Supplied material Block Start

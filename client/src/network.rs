//! Known nodes and the order in which they are tried.

use crate::{health::NodeHealth, ConfigurationError};
use meridian_types::{AccountId, LedgerId};
use std::{
    sync::{
        atomic::{AtomicUsize, Ordering},
        Arc,
    },
    time::Duration,
};
use url::Url;

/// A node and its health.
#[derive(Debug)]
pub struct Node {
    account_id: AccountId,
    address: Url,
    health: NodeHealth,
}

impl Node {
    pub fn new(account_id: AccountId, address: Url, min: Duration, max: Duration) -> Self {
        Self {
            account_id,
            address,
            health: NodeHealth::new(min, max),
        }
    }

    pub fn account_id(&self) -> AccountId {
        self.account_id
    }

    pub fn address(&self) -> &Url {
        &self.address
    }

    pub fn health(&self) -> &NodeHealth {
        &self.health
    }
}

/// The declared node set of a ledger.
#[derive(Debug)]
pub struct Network {
    ledger: LedgerId,
    nodes: Vec<Arc<Node>>,
    cursor: AtomicUsize,
}

impl Network {
    /// Build a network from `(account id, address)` pairs with the given
    /// per-node delay bounds.
    pub fn new(
        ledger: LedgerId,
        nodes: impl IntoIterator<Item = (AccountId, Url)>,
        min_backoff: Duration,
        max_backoff: Duration,
    ) -> Result<Self, ConfigurationError> {
        if min_backoff > max_backoff {
            return Err(ConfigurationError::BackoffRange {
                min: min_backoff,
                max: max_backoff,
            });
        }
        let mut declared: Vec<Arc<Node>> = Vec::new();
        for (account_id, address) in nodes {
            // Later declarations of the same account replace earlier ones.
            declared.retain(|node| node.account_id != account_id);
            declared.push(Arc::new(Node::new(
                account_id,
                address,
                min_backoff,
                max_backoff,
            )));
        }
        if declared.is_empty() {
            return Err(ConfigurationError::NoNodes);
        }
        Ok(Self {
            ledger,
            nodes: declared,
            cursor: AtomicUsize::new(0),
        })
    }

    pub fn ledger(&self) -> &LedgerId {
        &self.ledger
    }

    pub fn nodes(&self) -> &[Arc<Node>] {
        &self.nodes
    }

    pub fn node(&self, account_id: &AccountId) -> Option<&Arc<Node>> {
        self.nodes.iter().find(|node| &node.account_id == account_id)
    }

    /// Nodes a request may be sent to.
    ///
    /// With an explicit list only those nodes are returned, in that order.
    /// Otherwise the whole node set is returned, healthy nodes first, starting
    /// from a position that advances on every call so that load spreads.
    pub fn candidate_nodes(
        &self,
        explicit: Option<&[AccountId]>,
    ) -> Result<Vec<Arc<Node>>, ConfigurationError> {
        let candidates = match explicit {
            Some(ids) => ids
                .iter()
                .map(|id| {
                    self.node(id)
                        .cloned()
                        .ok_or(ConfigurationError::UnknownNode(*id))
                })
                .collect::<Result<Vec<_>, _>>()?,
            None => {
                let start = self.cursor.fetch_add(1, Ordering::Relaxed) % self.nodes.len();
                let mut rotated: Vec<_> = self.nodes[start..]
                    .iter()
                    .chain(&self.nodes[..start])
                    .cloned()
                    .collect();
                rotated.sort_by_key(|node| !node.health.is_healthy());
                rotated
            }
        };
        if candidates.is_empty() {
            return Err(ConfigurationError::NoNodes);
        }
        Ok(candidates)
    }

    /// Account ids of [Network::candidate_nodes] without an explicit list.
    pub fn node_account_ids(&self) -> Result<Vec<AccountId>, ConfigurationError> {
        Ok(self
            .candidate_nodes(None)?
            .iter()
            .map(|node| node.account_id)
            .collect())
    }
}

/// Round-robin over a fixed candidate list, preferring healthy nodes.
pub(crate) struct Rotation {
    nodes: Vec<Arc<Node>>,
    next: usize,
}

impl Rotation {
    pub(crate) fn new(nodes: Vec<Arc<Node>>) -> Result<Self, ConfigurationError> {
        if nodes.is_empty() {
            return Err(ConfigurationError::NoNodes);
        }
        Ok(Self { nodes, next: 0 })
    }

    /// Pick the next healthy node in rotation, or (when none is healthy) the
    /// one that becomes eligible soonest.
    pub(crate) fn select(&mut self) -> Arc<Node> {
        let len = self.nodes.len();
        let index = (0..len)
            .map(|offset| (self.next + offset) % len)
            .find(|&index| self.nodes[index].health.is_healthy())
            .or_else(|| {
                (0..len).min_by_key(|&index| self.nodes[index].health.remaining())
            })
            .unwrap_or(0);
        self.next = (index + 1) % len;
        self.nodes[index].clone()
    }
}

Supplied material Block End

Repeat the entries above verbatim.

filename client/src/network.rs
//! Known nodes and the order in which they are tried.

use crate::{health::NodeHealth, ConfigurationError};
use meridian_types::{AccountId, LedgerId};
use std::{
    sync::{
        atomic::{AtomicUsize, Ordering},
        Arc,
    },
    time::Duration,
};
use url::Url;

/// A node and its health.
#[derive(Debug)]
pub struct Node {
    account_id: AccountId,
    address: Url,
    health: NodeHealth,
}

impl Node {
    pub fn new(account_id: AccountId, address: Url, min: Duration, max: Duration) -> Self {
        Self {
            account_id,
            address,
            health: NodeHealth::new(min, max),
        }
    }

    pub fn account_id(&self) -> AccountId {
        self.account_id
    }

    pub fn address(&self) -> &Url {
        &self.address
    }

    pub fn health(&self) -> &NodeHealth {
        &self.health
    }
}

/// The declared node set of a ledger.
#[derive(Debug)]
pub struct Network {
    ledger: LedgerId,
    nodes: Vec<Arc<Node>>,
    cursor: AtomicUsize,
}

impl Network {
    /// Build a network from `(account id, address)` pairs with the given
    /// per-node delay bounds.
    pub fn new(
        ledger: LedgerId,
        nodes: impl IntoIterator<Item = (AccountId, Url)>,
        min_backoff: Duration,
        max_backoff: Duration,
    ) -> Result<Self, ConfigurationError> {
        if min_backoff > max_backoff {
            return Err(ConfigurationError::BackoffRange {
                min: min_backoff,
                max: max_backoff,
            });
        }
        let mut declared: Vec<Arc<Node>> = Vec::new();
        for (account_id, address) in nodes {
            // Later declarations of the same account replace earlier ones.
            declared.retain(|node| node.account_id != account_id);
            declared.push(Arc::new(Node::new(
                account_id,
                address,
                min_backoff,
                max_backoff,
            )));
        }
        if declared.is_empty() {
            return Err(ConfigurationError::NoNodes);
        }
        Ok(Self {
            ledger,
            nodes: declared,
            cursor: AtomicUsize::new(0),
        })
    }

    pub fn ledger(&self) -> &LedgerId {
        &self.ledger
    }

    pub fn nodes(&self) -> &[Arc<Node>] {
        &self.nodes
    }

    pub fn node(&self, account_id: &AccountId) -> Option<&Arc<Node>> {
        self.nodes.iter().find(|node| &node.account_id == account_id)
    }

    /// Nodes a request may be sent to.
    ///
    /// With an explicit list only those nodes are returned, in that order.
    /// Otherwise the whole node set is returned, healthy nodes first, starting
    /// from a position that advances on every call so that load spreads.
    pub fn candidate_nodes(
        &self,
        explicit: Option<&[AccountId]>,
    ) -> Result<Vec<Arc<Node>>, ConfigurationError> {
        let candidates = match explicit {
            Some(ids) => ids
                .iter()
                .map(|id| {
                    self.node(id)
                        .cloned()
                        .ok_or(ConfigurationError::UnknownNode(*id))
                })
                .collect::<Result<Vec<_>, _>>()?,
            None => {
                let start = self.cursor.fetch_add(1, Ordering::Relaxed) % self.nodes.len();
                let mut rotated: Vec<_> = self.nodes[start..]
                    .iter()
                    .chain(&self.nodes[..start])
                    .cloned()
                    .collect();
                rotated.sort_by_key(|node| !node.health.is_healthy());
                rotated
            }
        };
        if candidates.is_empty() {
            return Err(ConfigurationError::NoNodes);
        }
        Ok(candidates)
    }

    /// Account ids of [Network::candidate_nodes] without an explicit list.
    pub fn node_account_ids(&self) -> Result<Vec<AccountId>, ConfigurationError> {
        Ok(self
            .candidate_nodes(None)?
            .iter()
            .map(|node| node.account_id)
            .collect())
    }
}

/// Round-robin over a fixed candidate list, preferring healthy nodes.
pub(crate) struct Rotation {
    nodes: Vec<Arc<Node>>,
    next: usize,
}

impl Rotation {
    pub(crate) fn new(nodes: Vec<Arc<Node>>) -> Result<Self, ConfigurationError> {
        if nodes.is_empty() {
            return Err(ConfigurationError::NoNodes);
        }
        Ok(Self { nodes, next: 0 })
    }

    /// Pick the next healthy node in rotation, or (when none is healthy) the
    /// one that becomes eligible soonest.
    pub(crate) fn select(&mut self) -> Arc<Node> {
        let len = self.nodes.len();
        let index = (0..len)
            .map(|offset| (self.next + offset) % len)
            .find(|&index| self.nodes[index].health.is_healthy())
            .or_else(|| {
                (0..len).min_by_key(|&index| self.nodes[index].health.remaining())
            })
            .unwrap_or(0);
        self.next = (index + 1) % len;
        self.nodes[index].clone()
    }
}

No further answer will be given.